Listen to the words from Matthew’s Gospel:
“Do not think that I have come to abolish the law or the prophets; I have come not to abolish but to fulfill. For truly I tell you, until heaven and earth pass away, not one letter, not one stroke of a letter, will pass from the law until all is accomplished. Therefore, whoever breaks one of the least of these commandments, and teaches others to do the same, will be called least in the kingdom of heaven; but whoever does them and teaches them will be called great in the kingdom of heaven. For I tell you, unless your righteousness exceeds that of the scribes and Pharisees, you will never enter the kingdom of heaven.
And so, the master architect’s plan is complete … with the new covenant in Jesus Christ. We are told that with these two new laws, to love God above all and to love your neighbor as you love yourself, that God isn’t just creating a dos and don’ts list. Often, we do look at the laws as blueprints or a plan we teach in Sunday School because that is how God taught Moses. But I think God also wanted Moses to tell the people of Israel to follow these laws because they are a window into who God is…a picture of God.
Today you could leave this service and be satisfied that the Ten Commandments have been taught to you in a new way. You could go about your business and think maybe, hmmm… I wonder what coveting my neighbor's new speed boat tells me about God’s character. But I think there is more here in this text when we read the Old and New Testament together.
Earlier I shared that God is our master architect, the one who creates a blueprint for our life. And I shared that God has many hats.
At WoodsWork, we aren’t just building a house out of blueprints but we are building a home for a family. We are building something with purpose. So rather than thinking God has been making the plans for our lives, let’s recognize that God is building a “purpose” for our lives. See, a plan ties us down to precise demands; a purpose provides us with direction and a goal.
A plan is unforgiving. Make an error at the beginning – while you are laying the foundations perhaps – and all the following work and effort could be wasted; the whole building might collapse because of that one error. In contrast, a purpose is like a stream that flows to a distant sea. The stream may be diverted from time to time. It may even wander aimlessly in swamps for a period. But it can also recover its way further down the valley and still have the potential one day to become a great river.
You, who were created in God’s image, were made for a purpose. I wish I could look at each of you this morning and convince you of this truth, see the realization of God’s plan … that you were created for a reason.
This past month, our community experienced a tragedy. A student from Severna Park High School died by suicide. Imani Sawyer was a bubbly and caring friend, someone who lit up the room and showed what it meant to be a friend. She was thoughtful.
If I had the attention of every teenager in Severna Park, Arnold, and Annapolis, I would tell them – your life has a purpose.
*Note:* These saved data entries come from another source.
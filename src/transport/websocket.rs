//! WebSocket transport over tokio-tungstenite
//!
//! Each [`WebSocketTransport`] owns a background socket task. The task runs
//! the handshake, forwards inbound text frames to the session's
//! [`EventSink`], and writes frames queued by [`Transport::send`]. Frames are
//! only accepted while the socket is open.

use super::handshake::{CLOSE_ABNORMAL, CLOSE_NORMAL};
use super::{Connector, EventSink, ReadyState, Transport, TransportError};
use futures_util::{SinkExt, StreamExt};
use std::borrow::Cow;
use std::sync::atomic::{AtomicU8, Ordering};
use std::sync::Arc;
use tokio::sync::mpsc;
use tokio::task::JoinHandle;
use tokio_tungstenite::connect_async;
use tokio_tungstenite::tungstenite::protocol::frame::coding::CloseCode;
use tokio_tungstenite::tungstenite::protocol::CloseFrame;
use tokio_tungstenite::tungstenite::Message as WsMessage;
use tracing::{debug, warn};
use url::Url;

/// Close code reported when the peer sent a close frame without a status
const CLOSE_NO_STATUS: u16 = 1005;

/// Opens real WebSocket connections
#[derive(Debug, Clone, Copy, Default)]
pub struct WebSocketConnector;

impl WebSocketConnector {
    pub fn new() -> Self {
        Self
    }
}

impl Connector for WebSocketConnector {
    fn open(&self, target: &Url, events: EventSink) -> Result<Box<dyn Transport>, TransportError> {
        let runtime = tokio::runtime::Handle::try_current()
            .map_err(|e| TransportError::Construction(e.to_string()))?;

        let (outgoing_tx, outgoing_rx) = mpsc::unbounded_channel();
        let ready = Arc::new(AtomicU8::new(ReadyState::Connecting as u8));

        debug!(connection_id = events.id(), "Opening WebSocket to {}", target);
        let task = runtime.spawn(run_socket(
            target.clone(),
            outgoing_rx,
            ready.clone(),
            events,
        ));

        Ok(Box::new(WebSocketTransport {
            outgoing: outgoing_tx,
            ready,
            task,
        }))
    }
}

/// Instruction for the socket task
#[derive(Debug)]
enum Outgoing {
    Text(String),
    Close { code: u16, reason: String },
}

/// Handle to one WebSocket connection
pub struct WebSocketTransport {
    outgoing: mpsc::UnboundedSender<Outgoing>,
    ready: Arc<AtomicU8>,
    task: JoinHandle<()>,
}

impl Transport for WebSocketTransport {
    fn send(&mut self, frame: &str) -> Result<(), TransportError> {
        if self.ready_state() != ReadyState::Open {
            return Err(TransportError::NotOpen);
        }
        self.outgoing
            .send(Outgoing::Text(frame.to_string()))
            .map_err(|_| TransportError::Closed)
    }

    fn close(&mut self, code: u16, reason: &str) {
        match self.ready_state() {
            ReadyState::Connecting => {
                // Nothing to say to a peer we never finished meeting.
                self.task.abort();
                self.ready.store(ReadyState::Closed as u8, Ordering::SeqCst);
            }
            ReadyState::Open => {
                self.ready.store(ReadyState::Closing as u8, Ordering::SeqCst);
                let _ = self.outgoing.send(Outgoing::Close {
                    code,
                    reason: reason.to_string(),
                });
            }
            ReadyState::Closing | ReadyState::Closed => {}
        }
    }

    fn ready_state(&self) -> ReadyState {
        ReadyState::from_u8(self.ready.load(Ordering::SeqCst))
    }
}

impl Drop for WebSocketTransport {
    fn drop(&mut self) {
        // An open socket notices the closed channel and sends a normal close.
        if self.ready_state() == ReadyState::Connecting {
            self.task.abort();
        }
    }
}

/// Socket task: handshake, then pump frames both ways until either side closes
async fn run_socket(
    target: Url,
    mut outgoing: mpsc::UnboundedReceiver<Outgoing>,
    ready: Arc<AtomicU8>,
    events: EventSink,
) {
    let stream = match connect_async(target.as_str()).await {
        Ok((stream, _response)) => stream,
        Err(e) => {
            ready.store(ReadyState::Closed as u8, Ordering::SeqCst);
            events.error(format!("WebSocket handshake failed: {e}"));
            events.closed(CLOSE_ABNORMAL, e.to_string());
            return;
        }
    };

    ready.store(ReadyState::Open as u8, Ordering::SeqCst);
    events.opened();

    let (mut sink, mut source) = stream.split();
    let (code, reason) = loop {
        tokio::select! {
            instruction = outgoing.recv() => match instruction {
                Some(Outgoing::Text(text)) => {
                    if let Err(e) = sink.send(WsMessage::Text(text)).await {
                        events.error(format!("WebSocket write failed: {e}"));
                        break (CLOSE_ABNORMAL, e.to_string());
                    }
                }
                Some(Outgoing::Close { code, reason }) => {
                    let frame = CloseFrame {
                        code: CloseCode::from(code),
                        reason: Cow::Owned(reason.clone()),
                    };
                    if let Err(e) = sink.send(WsMessage::Close(Some(frame))).await {
                        debug!("Close frame not delivered: {}", e);
                    }
                    break (code, reason);
                }
                None => {
                    let frame = CloseFrame {
                        code: CloseCode::from(CLOSE_NORMAL),
                        reason: Cow::Borrowed("transport dropped"),
                    };
                    let _ = sink.send(WsMessage::Close(Some(frame))).await;
                    break (CLOSE_NORMAL, "transport dropped".to_string());
                }
            },
            inbound = source.next() => match inbound {
                Some(Ok(WsMessage::Text(text))) => {
                    events.message(text);
                }
                Some(Ok(WsMessage::Binary(bytes))) => match String::from_utf8(bytes) {
                    Ok(text) => {
                        events.message(text);
                    }
                    Err(_) => {
                        warn!("Dropping non UTF-8 binary frame");
                        events.error("non UTF-8 binary frame dropped");
                    }
                },
                Some(Ok(WsMessage::Close(frame))) => {
                    break frame
                        .map(|f| (u16::from(f.code), f.reason.into_owned()))
                        .unwrap_or((CLOSE_NO_STATUS, String::new()));
                }
                Some(Ok(_)) => {}
                Some(Err(e)) => {
                    events.error(format!("WebSocket read failed: {e}"));
                    break (CLOSE_ABNORMAL, e.to_string());
                }
                None => break (CLOSE_ABNORMAL, "connection reset".to_string()),
            },
        }
    };

    ready.store(ReadyState::Closed as u8, Ordering::SeqCst);
    debug!(
        connection_id = events.id(),
        "WebSocket closed with code {} ({})", code, reason
    );
    events.closed(code, reason);
}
You were made for something greater than yourself.
If I could hold all the hearts of those teens who are grieving, I'd say to them, life is more than the tests and college applications and friends you have. Life is more than the pressures you feel in this moment.
If I could be with the parents of our teens and tell them to hold tight, be gentle and loving.
If I could just tell one of our teens that you have a purpose. – God, would that be enough?
Remember you are loved by God – made in the image of God – and created for a purpose.